Repository Structure

The TableVault repository stores and organizes all data and code transparently within your local file system. This design allows you to view files directly and simply transfer in-progress workflows across devices.


TableVault Repository

The following diagram illustrates the internal storage structure of a TableVault repository:

Internal TableVault Structure

TableVault File Structure

Direct File Edits

While the files are transparently exposed, directly editing files is generally discouraged - with two exceptions: Builder (YAML) and Python code files may be modified using an external editor. To help prevent accidental modifications on Unix systems, TableVault sets certain files to read-only. While this does not stop intentional changes, it serves as a safeguard against common mistakes.


TableVault Instance

A TableVault instance represents a dataframe with its associated metadata and optional artifacts. All files relevant to an instance are stored in a dedicated instance folder. There are two types of instances:

  • Temporary Instance: An instance that has not yet been executed and cannot be queried. It is created with create_instance() and contains metadata, a description, and builder files. The external_edit parameter specifies whether the instance will be built internally by TableVault (False) or populated by an external process (True).
  • Materialized Instance: An instance that has been executed and is indexed by TableVault. Its dataframe is read-only. If the instance is active, its data and metadata can be fetched via the API. The code functions and builder files used at execution are recorded. Materialized instances are versioned by a timestamp and an optional version string.

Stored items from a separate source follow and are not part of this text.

//! Pipe obstacle manager: spawning, scrolling, collision/scoring, recycling.

use super::collision::{collides, should_score};
use super::types::{Bird, Pipe};
use crate::core::config::{GameConfig, Playfield};
use log::debug;
use rand::Rng;

/// Outcome of one [`PipeField::update`].
#[derive(Debug, Clone, Copy, Default, PartialEq, Eq)]
pub struct PipeReport {
    /// The bird hit at least one pipe.
    pub collided: bool,
    /// Pipes whose trailing edge crossed the bird this frame.
    pub passed: u32,
    pub spawned: bool,
    pub recycled: usize,
}

/// Active pipes in spawn order, which is also left-to-right screen order.
#[derive(Debug, Clone)]
pub struct PipeField {
    pipes: Vec<Pipe>,

    // Cached config
    speed: f64,
    spawn_interval: u64,
    gap: u32,
    width: f64,
    min_height: u32,
    max_top: u32,
}

impl PipeField {
    pub fn new(config: &GameConfig) -> Self {
        Self {
            pipes: Vec::new(),
            speed: config.pipes.speed,
            spawn_interval: config.pipes.spawn_interval.max(1),
            gap: config.pipes.gap,
            width: config.pipes.width,
            min_height: config.pipes.min_height,
            max_top: config.max_pipe_top().max(config.pipes.min_height),
        }
    }

    pub fn pipes(&self) -> &[Pipe] {
        &self.pipes
    }

    pub fn len(&self) -> usize {
        self.pipes.len()
    }

    pub fn is_empty(&self) -> bool {
        self.pipes.is_empty()
    }

    /// Insert a pipe directly (scenario setup and tests).
    pub fn push(&mut self, pipe: Pipe) {
        self.pipes.push(pipe);
    }

    /// Run one frame: spawn on cadence, advance every pipe while checking it
    /// against the bird, then drop every pipe that has left the screen.
    pub fn update<R: Rng>(
        &mut self,
        frame: u64,
        bird: &Bird,
        playfield: &Playfield,
        rng: &mut R,
    ) -> PipeReport {
        let mut report = PipeReport::default();

        if frame % self.spawn_interval == 0 {
            self.spawn(playfield, rng);
            report.spawned = true;
        }

        for pipe in &mut self.pipes {
            pipe.x -= self.speed;

            if collides(bird, pipe, playfield) {
                report.collided = true;
            }

            if should_score(bird, pipe) {
                pipe.passed = true;
                report.passed += 1;
            }
        }

        let before = self.pipes.len();
        self.pipes.retain(|pipe| !pipe.is_offscreen());
        report.recycled = before - self.pipes.len();
        if report.recycled > 0 {
            debug!(
                "recycled {} pipe(s), {} active",
                report.recycled,
                self.pipes.len()
            );
        }

        report
    }

    /// Spawn a pipe at the right edge with a uniformly random top height.
    pub fn spawn<R: Rng>(&mut self, playfield: &Playfield, rng: &mut R) {
        let top = rng.gen_range(self.min_height..=self.max_top);
        self.spawn_with_top(top, playfield);
    }

    /// Spawn a pipe at the right edge with the given top height. The bottom
    /// segment takes whatever the gap leaves above the ground.
    pub fn spawn_with_top(&mut self, top: u32, playfield: &Playfield) {
        let bottom = playfield.open_height().saturating_sub(top + self.gap);
        debug!("spawned pipe top={} bottom={}", top, bottom);
        self.pipes.push(Pipe {
            x: playfield.width as f64,
            width: self.width,
            top: top as f64,
            bottom: bottom as f64,
            passed: false,
        });
    }

    pub fn reset(&mut self) {
        self.pipes.clear();
    }
}

#[cfg(test)]
mod tests {
    use super::*;
    use rand::SeedableRng;
    use rand_chacha::ChaCha8Rng;

    fn setup() -> (PipeField, Bird, Playfield) {
        let config = GameConfig::default();
        (
            PipeField::new(&config),
            Bird::new(&config),
            config.playfield,
        )
    }

    fn pipe_at(x: f64) -> Pipe {
        Pipe {
            x,
            width: 52.0,
            top: 50.0,
            bottom: 310.0,
            passed: true,
        }
    }

    #[test]
    fn test_spawn_pinned_to_minimum() {
        let (mut field, _, playfield) = setup();
        field.spawn_with_top(50, &playfield);
        let pipe = &field.pipes()[0];
        assert!((pipe.top - 50.0).abs() < f64::EPSILON);
        assert!((pipe.bottom - (480.0 - 20.0 - 150.0)).abs() < f64::EPSILON);
        assert!((pipe.x - 320.0).abs() < f64::EPSILON);
        assert!(!pipe.passed);
    }

    #[test]
    fn test_random_spawns_fill_open_height_exactly() {
        let (mut field, _, playfield) = setup();
        let mut rng = ChaCha8Rng::seed_from_u64(7);
        for _ in 0..500 {
            field.spawn(&playfield, &mut rng);
        }
        for pipe in field.pipes() {
            assert_eq!(pipe.top + 100.0 + pipe.bottom, 460.0);
            assert!(pipe.top >= 50.0 && pipe.top <= 310.0);
            assert!(pipe.bottom >= 50.0);
            assert_eq!(pipe.top.fract(), 0.0);
        }
    }

    #[test]
    fn test_spawns_only_on_cadence() {
        let (mut field, bird, playfield) = setup();
        let mut rng = ChaCha8Rng::seed_from_u64(1);
        assert!(field.update(0, &bird, &playfield, &mut rng).spawned);
        for frame in 1..100 {
            assert!(!field.update(frame, &bird, &playfield, &mut rng).spawned);
        }
        assert!(field.update(100, &bird, &playfield, &mut rng).spawned);
        assert_eq!(field.len(), 2);
    }

    #[test]
    fn test_spawned_pipe_advances_same_frame() {
        let (mut field, bird, playfield) = setup();
        let mut rng = ChaCha8Rng::seed_from_u64(1);
        field.update(0, &bird, &playfield, &mut rng);
        assert!((field.pipes()[0].x - 318.0).abs() < f64::EPSILON);
    }

    #[test]
    fn test_pipe_at_minus_one_survives_advance() {
        let (mut field, bird, playfield) = setup();
        let mut rng = ChaCha8Rng::seed_from_u64(1);
        field.push(pipe_at(-1.0));
        field.update(1, &bird, &playfield, &mut rng);
        assert_eq!(field.len(), 1);
        assert!((field.pipes()[0].x - (-3.0)).abs() < f64::EPSILON);
    }

    #[test]
    fn test_pipe_removed_when_trailing_edge_crosses_zero() {
        let (mut field, bird, playfield) = setup();
        let mut rng = ChaCha8Rng::seed_from_u64(1);
        field.push(pipe_at(-1.0));
        // Trailing edge: 51 -> 49 -> ... -> 1 after 25 frames, -1 on the 26th
        for frame in 1..=25 {
            field.update(frame, &bird, &playfield, &mut rng);
            assert_eq!(field.len(), 1, "removed early at frame {}", frame);
        }
        let report = field.update(26, &bird, &playfield, &mut rng);
        assert_eq!(report.recycled, 1);
        assert!(field.is_empty());
    }

    #[test]
    fn test_multiple_removals_skip_nothing() {
        let (mut field, bird, playfield) = setup();
        let mut rng = ChaCha8Rng::seed_from_u64(1);
        // Three expiring pipes interleaved with two visible ones
        field.push(pipe_at(-60.0));
        field.push(pipe_at(-55.0));
        field.push(pipe_at(150.0));
        field.push(pipe_at(-53.0));
        field.push(pipe_at(250.0));

        let report = field.update(1, &bird, &playfield, &mut rng);
        assert_eq!(report.recycled, 3);
        let xs: Vec<f64> = field.pipes().iter().map(|p| p.x).collect();
        assert_eq!(xs, vec![148.0, 248.0]);
    }

    #[test]
    fn test_every_pipe_advances_even_when_neighbors_expire() {
        let (mut field, bird, playfield) = setup();
        let mut rng = ChaCha8Rng::seed_from_u64(1);
        field.push(pipe_at(-51.0));
        field.push(Pipe {
            passed: false,
            ..pipe_at(-2.0)
        });

        let report = field.update(1, &bird, &playfield, &mut rng);
        // First expires, second advances to -4 and scores
        assert_eq!(report.recycled, 1);
        assert_eq!(report.passed, 1);
        assert!((field.pipes()[0].x - (-4.0)).abs() < f64::EPSILON);
        assert!(field.pipes()[0].passed);
    }

    #[test]
    fn test_pass_counted_once() {
        let (mut field, bird, playfield) = setup();
        let mut rng = ChaCha8Rng::seed_from_u64(1);
        field.push(Pipe {
            passed: false,
            ..pipe_at(10.0)
        });

        let mut total = 0;
        for frame in 1..60 {
            total += field.update(frame, &bird, &playfield, &mut rng).passed;
        }
        assert_eq!(total, 1);
    }

    #[test]
    fn test_collision_reported() {
        let (mut field, mut bird, playfield) = setup();
        let mut rng = ChaCha8Rng::seed_from_u64(1);
        bird.y = 10.0;
        field.push(Pipe {
            top: 100.0,
            bottom: 260.0,
            passed: false,
            ..pipe_at(62.0)
        });
        assert!(field.update(1, &bird, &playfield, &mut rng).collided);
    }

    #[test]
    fn test_reset_clears() {
        let (mut field, _, playfield) = setup();
        field.spawn_with_top(120, &playfield);
        field.spawn_with_top(80, &playfield);
        field.reset();
        assert!(field.is_empty());
    }
}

A free-form description can be added via the create_instance() function.


Table Folder

In TableVault, a "table" is a semantic collection of instances that can be referenced by the same name. All instances of a table are stored together in the same folder. In many API functions, the latest instance of a table can be retrieved using only the table_name reference.

Instances under the same table can share additional properties set during table initialization:

  • If allow_multiple_artifacts is set to False, only the latest instance can be queried, and only its artifacts are stored.
  • If has_side_effects is set to True, all other instances of the table become un-queryable the moment one instance begins execution. This is useful if an operation invalidates previous versions.

Examples of tables include a collection of instances testing different model prompts, a repository of scientific papers, or evolving versions of an embedding model. A free-form description can be added via the create_table() function.


Metadata

A TableVault repository stores various metadata files. A detailed list of these files and their functions can be found in Advanced.